Omg, the Mafia is my family. That’s my people — my brothers, my sisters, my tribe. They keep me going in ways they don’t even realize. When I’m in my head or feeling low — because yeah, I’m human, it happens — they’ll slide into my DMs with love, with reminders, with that tough talk I need sometimes. They’ll be like, “Nah, we know who you are. Get back up.” And that snaps me right out of it.

They remind me of my power, my purpose, and why I started doing this in the first place. They expect me to be me — unapologetic, raw, fearless — and they hold me accountable to that. Through all the pain and chaos, they’re right there, riding with me, pushing me to conquer it. They’re not fans — they’re my blessings. They mean everything to me.

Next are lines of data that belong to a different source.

//! Sidekiq pod queue-selection rules.
//!
//! Each entry of `gitlab.sidekiq.pods` selects the queues it processes. A pod
//! inherits `cluster` from `gitlab.sidekiq.cluster` when it does not set it.

use serde_json::Value;

use crate::path_resolver::{resolve_keys, Lookup, ValueTree};
use crate::rule::{MessageParams, MessageTemplate, RuleOutcome, ValidationRule};

#[cfg(test)]
#[path = "sidekiq_tests.rs"]
mod tests;

pub const RULES: &[ValidationRule] = &[
    ValidationRule::new(
        "sidekiq.queues.mixed",
        MessageTemplate::new(
            "The pod definition `{name}` (gitlab.sidekiq.pods[{index}]) sets both `queues` and `negateQueues`: `negateQueues` is not usable if `queues` is provided",
        ),
        mixed_queues,
    ),
    ValidationRule::new(
        "sidekiq.queues.cluster",
        MessageTemplate::new(
            "The pod definition `{name}` has `cluster` enabled, but `{field}` is not a string",
        ),
        cluster_queue_strings,
    ),
    ValidationRule::new(
        "sidekiq.queues.queueSelector",
        MessageTemplate::new(
            "The pod definition `{name}` uses `{field}`, but `{field}` only works when `cluster` is enabled",
        ),
        queue_selector_needs_cluster,
    ),
];

const QUEUE_FIELDS: [&str; 2] = ["queues", "negateQueues"];
const SELECTOR_FIELDS: [&str; 2] = ["queueSelector", "experimentalQueueSelector"];

/// Pods in declaration order.
fn pods(tree: &ValueTree) -> impl Iterator<Item = (usize, Lookup<'_>)> {
    resolve_keys(tree, &["gitlab", "sidekiq", "pods"])
        .as_sequence()
        .map(|pods| pods.as_slice())
        .unwrap_or_default()
        .iter()
        .map(Lookup::Present)
        .enumerate()
}

fn pod_name(pod: Lookup<'_>) -> &str {
    pod.get("name").as_str().unwrap_or_default()
}

fn cluster_enabled(tree: &ValueTree, pod: Lookup<'_>) -> bool {
    match pod.get("cluster") {
        Lookup::Present(Value::Null) | Lookup::Absent => {
            resolve_keys(tree, &["gitlab", "sidekiq", "cluster"]).is_truthy()
        }
        cluster => cluster.is_truthy(),
    }
}

fn mixed_queues(tree: &ValueTree) -> RuleOutcome {
    for (index, pod) in pods(tree) {
        if QUEUE_FIELDS.iter().all(|field| pod.get(field).is_truthy()) {
            return RuleOutcome::Fail(
                MessageParams::new()
                    .with("name", pod_name(pod))
                    .with("index", index),
            );
        }
    }
    RuleOutcome::Pass
}

/// Cluster mode takes queue selections as comma-separated strings.
fn cluster_queue_strings(tree: &ValueTree) -> RuleOutcome {
    for (_, pod) in pods(tree) {
        if !cluster_enabled(tree, pod) {
            continue;
        }
        for field in QUEUE_FIELDS {
            let value = pod.get(field);
            if value.is_truthy() && value.as_str().is_none() {
                return RuleOutcome::Fail(
                    MessageParams::new()
                        .with("name", pod_name(pod))
                        .with("field", field),
                );
            }
        }
    }
    RuleOutcome::Pass
}

fn queue_selector_needs_cluster(tree: &ValueTree) -> RuleOutcome {
    for (_, pod) in pods(tree) {
        if cluster_enabled(tree, pod) {
            continue;
        }
        if let Some(field) = SELECTOR_FIELDS
            .into_iter()
            .find(|field| pod.get(field).is_truthy())
        {
            return RuleOutcome::Fail(
                MessageParams::new()
                    .with("name", pod_name(pod))
                    .with("field", field),
            );
        }
    }
    RuleOutcome::Pass
}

10. Last one — when people press play on “Delaware Ave,” what do you want to happen inside them? Rage? Healing? Or maybe just the courage to walk away from their own Delaware Ave?

I want people to go through their process — the same way I did. Feel whatever the hell you need to feel, and feel it hardand deep so you can come out stronger. If you’re mad, then be mad. Rage it out. Then say, “Okay, what’s next?” If you’re sad, that’s okay too. Feel that shit fully, then level up. Don’t run from it. Acknowledge it, own it, and then rise above it. And hell yes, get the courage to walk the fuck away like the badass you are.

Not gonna lie, listening to Delaware Ave was hard for me at first. Facing those demons and ghosts — especially at the end when I hear that other girl’s voice — I didn’t wanna hear it. But now? I’m like, “Aww, shit. Yeah, that happened.” Now I can even twerk to it and love it because I put in the work.Delaware Ave is just a part of my journey — and trust me, there’s so much more coming. Y’all are gonna be like, “Damn, what did this girl go through?!” I can’t wait to share it all.